PROBLEM:
Please show every line in the entries below that includes the word "DeserializeOwned".

DATA PROVIDED:
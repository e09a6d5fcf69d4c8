use std::sync::atomic::{AtomicU64, Ordering};
use std::sync::Arc;
use std::time::Duration;

use serde::de::DeserializeOwned;
use serde_json::{json, Value};
use tokio_util::sync::CancellationToken;

use crate::error::{ChainError, ChainResult};
use crate::models::{CallRequest, RpcBlock, RpcReceipt, RpcTransaction};
use crate::rpc::transport::{HttpTransport, JsonRpcRequest, Transport};
use crate::units::{parse_quantity, to_hex_quantity};

const EMPTY_CODE: &str = "0x";

#[derive(Debug, Clone, Copy, PartialEq, Eq)]
pub enum BlockTag {
    Latest,
    Number(u64),
}

impl BlockTag {
    pub fn to_param(self) -> String {
        match self {
            BlockTag::Latest => "latest".to_string(),
            BlockTag::Number(n) => to_hex_quantity(n),
        }
    }
}

impl From<u64> for BlockTag {
    fn from(n: u64) -> Self {
        BlockTag::Number(n)
    }
}

/// JSON-RPC 2.0 client bound to a single endpoint.
///
/// Clones share the transport and the request id counter. Every request is an
/// independent round trip: nothing is cached, retried or de-duplicated.
#[derive(Clone)]
pub struct RpcClient {
    transport: Arc<dyn Transport>,
    next_id: Arc<AtomicU64>,
    cancel: CancellationToken,
}

impl RpcClient {
    pub fn new(transport: Arc<dyn Transport>) -> Self {
        Self {
            transport,
            next_id: Arc::new(AtomicU64::new(1)),
            cancel: CancellationToken::new(),
        }
    }

    pub fn http(rpc_url: &str, timeout: Option<Duration>) -> ChainResult<Self> {
        let transport = HttpTransport::new(rpc_url, timeout)?;
        Ok(Self::new(Arc::new(transport)))
    }

    /// Returns a clone whose in-flight requests are aborted with
    /// [`ChainError::Cancelled`] once `token` is cancelled.
    pub fn with_cancellation(&self, token: CancellationToken) -> Self {
        Self {
            transport: Arc::clone(&self.transport),
            next_id: Arc::clone(&self.next_id),
            cancel: token,
        }
    }

    pub fn cancellation_token(&self) -> &CancellationToken {
        &self.cancel
    }

    /// Sends `method` with `params` and returns the raw `result` member.
    pub async fn request(&self, method: &str, params: Value) -> ChainResult<Value> {
        if self.cancel.is_cancelled() {
            return Err(ChainError::Cancelled);
        }

        let id = self.next_id.fetch_add(1, Ordering::Relaxed);
        let request = JsonRpcRequest::new(method, params, id);
        tracing::trace!(method, id, "rpc request");

        let response = tokio::select! {
            _ = self.cancel.cancelled() => return Err(ChainError::Cancelled),
            response = self.transport.send(&request) => response?,
        };

        response.into_result().map_err(|e| {
            tracing::debug!(method, id, error = %e, "rpc error response");
            e
        })
    }

    /// Like [`request`](Self::request) but decodes `result` into `T`.
    pub async fn request_as<T: DeserializeOwned>(
        &self,
        method: &str,
        params: Value,
    ) -> ChainResult<T> {
        let value = self.request(method, params).await?;
        serde_json::from_value(value)
            .map_err(|e| ChainError::Parse(format!("unexpected {method} result: {e}")))
    }

    pub async fn get_block_number(&self) -> ChainResult<u64> {
        let hex: String = self.request_as("eth_blockNumber", json!([])).await?;
        parse_quantity(&hex)
    }

    /// Suggested gas price in wei, hex-encoded.
    pub async fn gas_price(&self) -> ChainResult<String> {
        self.request_as("eth_gasPrice", json!([])).await
    }

    /// Balance in wei, hex-encoded.
    pub async fn get_balance(&self, address: &str) -> ChainResult<String> {
        self.request_as("eth_getBalance", json!([address, "latest"]))
            .await
    }

    pub async fn get_transaction_count(&self, address: &str) -> ChainResult<u64> {
        let hex: String = self
            .request_as("eth_getTransactionCount", json!([address, "latest"]))
            .await?;
        parse_quantity(&hex)
    }

    /// Fetches a block with the hash-only transaction list.
    pub async fn get_block(&self, tag: impl Into<BlockTag>) -> ChainResult<Option<RpcBlock>> {
        let tag = tag.into();
        self.request_as("eth_getBlockByNumber", json!([tag.to_param(), false]))
            .await
    }

    pub async fn get_block_by_hash(&self, hash: &str) -> ChainResult<Option<RpcBlock>> {
        self.request_as("eth_getBlockByHash", json!([hash, false]))
            .await
    }

    pub async fn get_transaction_by_hash(
        &self,
        hash: &str,
    ) -> ChainResult<Option<RpcTransaction>> {
        self.request_as("eth_getTransactionByHash", json!([hash]))
            .await
    }

    /// `None` until the transaction is mined.
    pub async fn get_transaction_receipt(&self, hash: &str) -> ChainResult<Option<RpcReceipt>> {
        self.request_as("eth_getTransactionReceipt", json!([hash]))
            .await
    }

    pub async fn get_code(&self, address: &str) -> ChainResult<String> {
        self.request_as("eth_getCode", json!([address, "latest"]))
            .await
    }

    pub async fn get_storage_at(&self, address: &str, slot: &str) -> ChainResult<String> {
        self.request_as("eth_getStorageAt", json!([address, slot, "latest"]))
            .await
    }

    /// `eth_call` against the latest block; returns the raw return data.
    pub async fn call(&self, call: &CallRequest) -> ChainResult<String> {
        self.request_as("eth_call", json!([call, "latest"])).await
    }

    /// Gas units, hex-encoded.
    pub async fn estimate_gas(&self, call: &CallRequest) -> ChainResult<String> {
        self.request_as("eth_estimateGas", json!([call])).await
    }

    pub async fn is_contract(&self, address: &str) -> ChainResult<bool> {
        let code = self.get_code(address).await?;
        Ok(has_code(&code))
    }
}

pub(crate) fn has_code(code: &str) -> bool {
    code != EMPTY_CODE && code.len() > 2
}

impl std::fmt::Debug for RpcClient {
    fn fmt(&self, f: &mut std::fmt::Formatter<'_>) -> std::fmt::Result {
        f.debug_struct("RpcClient")
            .field("next_id", &self.next_id.load(Ordering::Relaxed))
            .field("cancelled", &self.cancel.is_cancelled())
            .finish()
    }
}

SOLUTION FOR THIS EXERCISE:
use serde::de::DeserializeOwned;
    pub async fn request_as<T: DeserializeOwned>(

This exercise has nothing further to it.